HAVE YOU EVER watched a small child make art? It’s never about whether things are ‘good enough’ or what level of approval they may garner. It’s about the correct – call it spiritual – place for things to go. Or the correctly coloured crayon to use in a given context, with boldness and fearlessness. In South African stage production, The King of Broken Things, performer Cara Roberts encapsulates this understanding so impeccably, you will feel like you, too, are nine years old. Or thereabouts. It’s an extraordinary piece of theatre and a profound understanding of story-telling currently enjoying its London debut at Riverside Studios until 4 January 2025.

Having enjoyed seasons on South Africa’s theatre festival circuit and in various cities nationally, the show spreads its considerable wings of bits and bobs, thingamees and doo-dads to London, and if you are there right now, or can feasibly be there during its run, this should be a must on your agenda. But be warned. Maybe surrounded by supporting literature or popular opinion which says it’s for children, this is grown up storytelling at its most sophisticated, transformed through the sensibilities of a child into something that has several narrative tales that have the same kind of kick as the horrifying denouement of Joseph Heller’s Catch-22. It’s a work that tells a troubling story with the kind of give and take, the two steps forward and ten in a completely different direction, that constitutes the fabric of real narrative, that keeps your focused and doesn’t let go.

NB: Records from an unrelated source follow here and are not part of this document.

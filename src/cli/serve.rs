use std::path::PathBuf;

use crate::cli::lookup_script;
use crate::config::PlaypageConfig;
use crate::error::PlaypageError;
use crate::server::Server;

pub fn handle_serve(
    script: Option<String>,
    host: Option<String>,
    port: Option<u16>,
    config: Option<PathBuf>,
) -> Result<(), PlaypageError> {
    let mut opts = PlaypageConfig::load(config.as_deref())?.serve;
    if let Some(script) = script {
        opts.script = script;
    }
    if let Some(host) = host {
        opts.host = host;
    }
    if let Some(port) = port {
        opts.port = port;
    }
    let script = lookup_script(&opts.script)?;
    Server::bind(&opts.addr(), script, opts.session_limits())?.run()
}
use crate::renderer::RenderError;
use crate::runtime::events::Pass;

pub fn render_json(pass: &Pass) -> Result<String, RenderError> {
    Ok(serde_json::to_string_pretty(pass)?)
}
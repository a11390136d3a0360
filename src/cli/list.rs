use crate::error::PlaypageError;
use crate::scripts;

pub fn handle_list() -> Result<(), PlaypageError> {
    for script in scripts::all() {
        println!("{:<10} {}", script.name(), script.about());
    }
    Ok(())
}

Above all, it is about how broken things – be they ceiling fans or bicycle wheels, keyboards from a by-gone era or empty bird cages, rusted over time – can develop a new identity, and have another life punctuated by different metaphors and new idioms, because of their brokenness. It presents a set of values that can also apply to people broken by circumstance, disappointment and loss. It’s about the Japanese concept of kintsugi where broken ceramic is repaired with gold leaf, as much it is about adventure, and above all the beating nexus that can make a curious, sensitive, maybe traumatised child into an artist.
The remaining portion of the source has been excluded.